Его размышления прервал Гамедин де Варенн, граф Суррей, дядя Длинного Меча и лорд Касл-Акра, что к северо-западу от Фрамлингема. Между переменами блюд граф посетил один из писсуаров, установленных на стенах коридора, и на обратном пути задержался поговорить с Роджером, прислонившись бедром к столу и скрестив руки на груди.
– Мой посыльный только что доставил интересную новость, – пробормотал он, пристально взглянув на Роджера.
Когда-то волосы де Варенна были такими же, как у его единокровного брата, короля Генриха, и хотя изрядно поседели, только брови и ресницы сохранили цвет жнивья.
Роджер изобразил заинтересованность, но остался сидеть, выжидая.
– Добрый епископ Илийский преставился, упокой Господь его душу. Мы остались без канцлера, – набожно перекрестился Гамелин, но впечатление подпортил сардонический блеск в его глазах.
Роджер тоже перекрестился.
– Да отпустит Господь его грехи, – произнес он, борясь с неподобающим желанием усмехнуться, ведь истинному христианину положено испытывать сочувствие. Кроме того, смерть Лонгчампа еще не означала, что дела пойдут на лад. Ричард нуждается в деньгах, и, кого бы он ни назначил на место канцлера, преемник будет искушен в обгладывании людей до костей. – Кто его сменит?

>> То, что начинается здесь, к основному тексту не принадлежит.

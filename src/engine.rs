use crate::{
    EngineConfig, EngineError, Project,
    audio::{Frame, InstrumentSettings, TrackStateRegistry, Voice, mix_sample},
    automation::{Automation, Modulation},
    events::{EventId, EventStore, KeyId, NoteEvent, VoiceKey},
    project::{Timeline, TrackDescriptor},
    timing::{
        DEFAULT_METER, PatternNode, ScheduleWindow, ScheduledNote, Scheduler, Transport,
        TransportState, ViewMode, flatten,
    },
};
use crossbeam::channel::{Receiver, Sender};
use parking_lot::Mutex;
use ringbuf::{
    HeapCons, HeapProd, HeapRb,
    traits::{Consumer, Producer, Split},
};
use std::collections::HashMap;
use std::sync::Arc;

#[derive(Debug, Clone)]
pub enum EngineCommand {
    LoadProject(Box<Project>),
    SetTransport {
        state: TransportState,
        /// Beats
        position: Option<f64>,
    },
    SetTempo(f64),
    UpdatePatternTree {
        track_id: String,
        tree: PatternNode,
    },
    UpdateTrackSettings {
        track_id: String,
        settings: InstrumentSettings,
    },
    UpdateTrack(Box<TrackDescriptor>),
    UpdateTrackVolume {
        track_id: String,
        value: f32,
    },
    UpdateTrackPan {
        track_id: String,
        value: f32,
    },
    UpdateTrackMute {
        track_id: String,
        value: bool,
    },
    UpdateTrackSolo {
        track_id: String,
        value: bool,
    },
    UpdateTrackEvents {
        track_id: String,
        events: Vec<NoteEvent>,
    },
    RemoveTrack(String),
}

impl EngineCommand {
    pub fn name(&self) -> &'static str {
        match self {
            EngineCommand::LoadProject(_) => "load_project",
            EngineCommand::SetTransport { .. } => "set_transport",
            EngineCommand::SetTempo(_) => "set_tempo",
            EngineCommand::UpdatePatternTree { .. } => "update_pattern_tree",
            EngineCommand::UpdateTrackSettings { .. } => "update_track_settings",
            EngineCommand::UpdateTrack(_) => "update_track",
            EngineCommand::UpdateTrackVolume { .. } => "update_track_volume",
            EngineCommand::UpdateTrackPan { .. } => "update_track_pan",
            EngineCommand::UpdateTrackMute { .. } => "update_track_mute",
            EngineCommand::UpdateTrackSolo { .. } => "update_track_solo",
            EngineCommand::UpdateTrackEvents { .. } => "update_track_events",
            EngineCommand::RemoveTrack(_) => "remove_track",
        }
    }
}
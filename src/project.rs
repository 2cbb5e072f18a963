use serde::{Deserialize, Serialize};
use std::collections::HashMap;
use std::fs;
use std::path::Path;

use crate::{
    audio::{InstrumentSettings, InstrumentType, TrackState},
    automation::{EffectDefinition, EnvelopeDefinition, Placement},
    error::ProjectError,
    events::NoteEvent,
    timing::{PatternNode, ViewMode},
};

const BAR_BEATS: f64 = 4.0;

fn unity() -> f32 {
    1.0
}

fn default_bpm() -> f64 {
    120.0
}

/// One instrument as the engine sees it. `id` is a standalone instrument id
/// or a composite `pattern:<patternId>:<instrumentId>`.
#[derive(Debug, Clone, PartialEq, Serialize, Deserialize)]
pub struct TrackDescriptor {
    pub id: String,
    pub instrument_type: InstrumentType,
    #[serde(default)]
    pub settings: InstrumentSettings,
    #[serde(default = "unity")]
    pub volume: f32,
    #[serde(default)]
    pub pan: f32,
    #[serde(default)]
    pub mute: bool,
    #[serde(default)]
    pub solo: bool,
    #[serde(default)]
    pub pattern_tree: Option<PatternNode>,
}

impl TrackDescriptor {
    pub fn new(id: impl Into<String>, instrument_type: InstrumentType) -> Self {
        Self {
            id: id.into(),
            instrument_type,
            settings: InstrumentSettings::default(),
            volume: 1.0,
            pan: 0.0,
            mute: false,
            solo: false,
            pattern_tree: None,
        }
    }

    pub fn with_pattern(mut self, tree: PatternNode) -> Self {
        self.pattern_tree = Some(tree);
        self
    }

    pub fn state(&self) -> TrackState {
        TrackState {
            volume: self.volume,
            pan: self.pan,
            mute: self.mute,
            solo: self.solo,
        }
    }
}

#[derive(Debug, Clone, Default, PartialEq, Serialize, Deserialize)]
#[serde(default)]
pub struct Timeline {
    /// Beats. Derived from the content when unset.
    pub length_beats: Option<f64>,
    pub effects: Vec<Placement>,
    pub envelopes: Vec<Placement>,
}

impl Timeline {
    /// Loop length of the arrangement. Without an explicit length this is
    /// the smallest whole number of bars that holds every event start and
    /// every placement end.
    pub fn resolved_length(&self, last_event_beat: f64, last_placement_end: f64) -> f64 {
        if let Some(length) = self.length_beats.filter(|l| l.is_finite() && *l > 0.0) {
            return length;
        }
        let event_bars = if last_event_beat.is_finite() && last_event_beat >= 0.0 {
            (last_event_beat / BAR_BEATS).floor() + 1.0
        } else {
            1.0
        };
        let placement_bars = if last_placement_end.is_finite() {
            (last_placement_end / BAR_BEATS).ceil()
        } else {
            1.0
        };
        event_bars.max(placement_bars).max(1.0) * BAR_BEATS
    }
}

#[derive(Debug, Clone, PartialEq, Serialize, Deserialize)]
pub struct Project {
    pub name: String,
    #[serde(default = "default_bpm")]
    pub bpm: f64,
    /// Track whose pattern root sets the preview loop length.
    #[serde(default)]
    pub base_meter_track_id: Option<String>,
    #[serde(default)]
    pub view_mode: ViewMode,
    #[serde(default)]
    pub tracks: Vec<TrackDescriptor>,
    /// Timeline events, already expanded from pattern placements.
    #[serde(default)]
    pub events: Vec<NoteEvent>,
    #[serde(default)]
    pub timeline: Timeline,
    #[serde(default)]
    pub effects: Vec<EffectDefinition>,
    #[serde(default)]
    pub envelopes: Vec<EnvelopeDefinition>,
    /// Pattern id -> timeline track id whose mix state also applies.
    #[serde(default)]
    pub pattern_to_track_map: HashMap<String, String>,
}

impl Project {
    pub fn new(name: impl Into<String>, bpm: f64) -> Self {
        Self {
            name: name.into(),
            bpm,
            base_meter_track_id: None,
            view_mode: ViewMode::Pattern,
            tracks: Vec::new(),
            events: Vec::new(),
            timeline: Timeline::default(),
            effects: Vec::new(),
            envelopes: Vec::new(),
            pattern_to_track_map: HashMap::new(),
        }
    }

    pub fn save(&self, path: &Path) -> Result<(), ProjectError> {
        if let Some(parent) = path.parent().filter(|p| !p.as_os_str().is_empty()) {
            fs::create_dir_all(parent)?;
        }
        let ron_string = ron::ser::to_string_pretty(self, ron::ser::PrettyConfig::default())?;
        fs::write(path, ron_string)?;

        Ok(())
    }

    pub fn load(path: &Path) -> Result<Self, ProjectError> {
        let ron_string = fs::read_to_string(path)?;
        let project: Project = ron::from_str(&ron_string)?;

        Ok(project)
    }
}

– На посту епископа Илийского? – задумчиво поджал губы Гамелин. – По слухам, Юстас Солсберийский.
Он взглянул на седовласого прелата, сидевшего дальше у стола и облаченного в роскошное синее одеяние, расшитое золотом.
Роджер на мгновение удивился. Юстас был скромным, толковым и малозаметным священником, надежным и достойным доверия, но обладал менее сильным характером, чем Уильям Лонгчамп. По традиции со званием канцлера было связано епископство Илийское, и Роджеру всегда казалось, что Юстас Солсберийский не обладает должным темпераментом и способностями, чтобы взяться за подобную задачу.
– И на посту канцлера тоже?
– Пока что. – Гамелин оглянулся, когда герольды объявили под фанфары очередную перемену блюд. – А вот и торт! – Он поклонился Роджеру, кивнул Иде и вернулся на свое место.
Роджер усмехнулся в ответ на прощальную реплику Гамелина.
Ида озадаченно разглядывала его, не понимая, что тут смешного.
– Кто до недавнего времени был епископом Солсберийским и непосредственным начальником Юстаса? – рассеял ее недоумение Роджер.
– Хьюберт Уолтер. – В ее глазах забрезжило понимание.
– Именно. Архиепископ Кентерберийский продолжает двигать фигуры по доске. Он более утонченный, чем Лонгчамп, но такой же коварный и, возможно, более опасный.
– Но почему вас рассмешило замечание графа де Варенна?
– Меня позабавил его намек, – криво улыбнулся Роджер. – Как и в случае марципанового торта, успех будущих проектов зависит от творческих способностей кондитера.
* * *
Настало время для традиционной церемонии, когда молодых отводили в их спальню, раздевали при свидетелях, укладывали в постель и, после благословения священника, оставляли скрепить брачный союз. Поскольку супруга была еще мала, вместо этого гости проводили ее в бывшие комнаты королевы Алиеноры и отдали на попечение служанок.
Длинный Меч видел, что его юная жена выбилась из сил. День стал для нее утомительным, полным обязанностей и церемоний, но Уильям был доволен тем, как она справилась. Ее манеры и поведение были превосходны. Ему не в чем было ее упрекнуть, и даже сейчас, с залегшими под глазами тенями, Эла продолжала держать себя с достоинством и играть доставшуюся ей роль; она даже улыбнулась ему у дверей своей комнаты. Он взял маленькую бледную ручку и поцеловал тыльную сторону, а затем обручальное кольцо. Уильям наказал ювелиру, чтобы оно пришлось впору на ее безымянный пальчик. Позже, когда Эла станет взрослой, у нее будут другие кольца, изящные, с драгоценными камнями. Он собирался осыпать ее золотом, ведь она – его средство достичь величия.
– Миледи жена, – произнес он учтиво и торжественно, – желаю вам приятного отдыха. Я навещу вас завтра утром.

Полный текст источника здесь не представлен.